• **EXERCISE DIRECTIONS**:
Write the listing below out again exactly, though only as far as the line with "pub const DEFAULT_MARKER: &str", which is included.

• **EXERCISE INPUT**:
»»
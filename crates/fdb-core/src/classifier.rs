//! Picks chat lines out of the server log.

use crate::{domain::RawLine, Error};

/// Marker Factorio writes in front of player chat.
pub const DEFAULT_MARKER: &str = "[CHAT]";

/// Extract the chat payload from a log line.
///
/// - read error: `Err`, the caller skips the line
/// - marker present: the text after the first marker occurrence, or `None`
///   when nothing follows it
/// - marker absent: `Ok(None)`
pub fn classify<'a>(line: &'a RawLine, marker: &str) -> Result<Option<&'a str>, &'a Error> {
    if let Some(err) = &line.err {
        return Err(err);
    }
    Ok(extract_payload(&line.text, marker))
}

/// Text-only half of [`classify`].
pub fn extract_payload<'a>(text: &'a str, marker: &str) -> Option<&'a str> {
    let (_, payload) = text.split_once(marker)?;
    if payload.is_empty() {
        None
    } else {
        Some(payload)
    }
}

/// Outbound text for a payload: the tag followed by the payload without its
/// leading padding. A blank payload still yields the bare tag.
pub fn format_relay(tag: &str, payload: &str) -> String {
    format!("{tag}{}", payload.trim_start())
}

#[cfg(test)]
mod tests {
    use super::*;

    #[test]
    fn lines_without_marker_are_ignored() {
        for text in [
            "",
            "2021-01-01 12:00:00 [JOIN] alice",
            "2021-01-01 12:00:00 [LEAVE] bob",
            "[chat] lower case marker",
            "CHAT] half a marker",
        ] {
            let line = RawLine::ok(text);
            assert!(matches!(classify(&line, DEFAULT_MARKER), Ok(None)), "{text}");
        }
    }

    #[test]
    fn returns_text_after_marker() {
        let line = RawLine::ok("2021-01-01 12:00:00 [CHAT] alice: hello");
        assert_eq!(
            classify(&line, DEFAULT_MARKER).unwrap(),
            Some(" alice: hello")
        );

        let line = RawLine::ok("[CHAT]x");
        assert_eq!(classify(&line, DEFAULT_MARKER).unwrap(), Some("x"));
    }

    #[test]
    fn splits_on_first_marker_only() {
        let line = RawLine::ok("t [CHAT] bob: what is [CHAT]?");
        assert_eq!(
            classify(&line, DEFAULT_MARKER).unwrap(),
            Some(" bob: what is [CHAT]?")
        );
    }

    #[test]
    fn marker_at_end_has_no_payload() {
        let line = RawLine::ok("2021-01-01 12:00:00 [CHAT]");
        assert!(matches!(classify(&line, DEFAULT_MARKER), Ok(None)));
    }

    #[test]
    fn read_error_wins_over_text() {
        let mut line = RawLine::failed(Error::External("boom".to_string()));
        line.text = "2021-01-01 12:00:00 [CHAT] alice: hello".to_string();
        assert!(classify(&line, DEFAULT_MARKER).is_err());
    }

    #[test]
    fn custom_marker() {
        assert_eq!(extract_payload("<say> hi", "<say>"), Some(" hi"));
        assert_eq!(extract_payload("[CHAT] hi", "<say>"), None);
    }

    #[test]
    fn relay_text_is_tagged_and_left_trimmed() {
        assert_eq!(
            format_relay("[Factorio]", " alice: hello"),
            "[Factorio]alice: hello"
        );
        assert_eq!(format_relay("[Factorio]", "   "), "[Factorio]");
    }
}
««
• **ANSWER TO THIS PROBLEM**:
filename crates/fdb-core/src/classifier.rs
//! Picks chat lines out of the server log.

use crate::{domain::RawLine, Error};

/// Marker Factorio writes in front of player chat.
pub const DEFAULT_MARKER: &str = "[CHAT]";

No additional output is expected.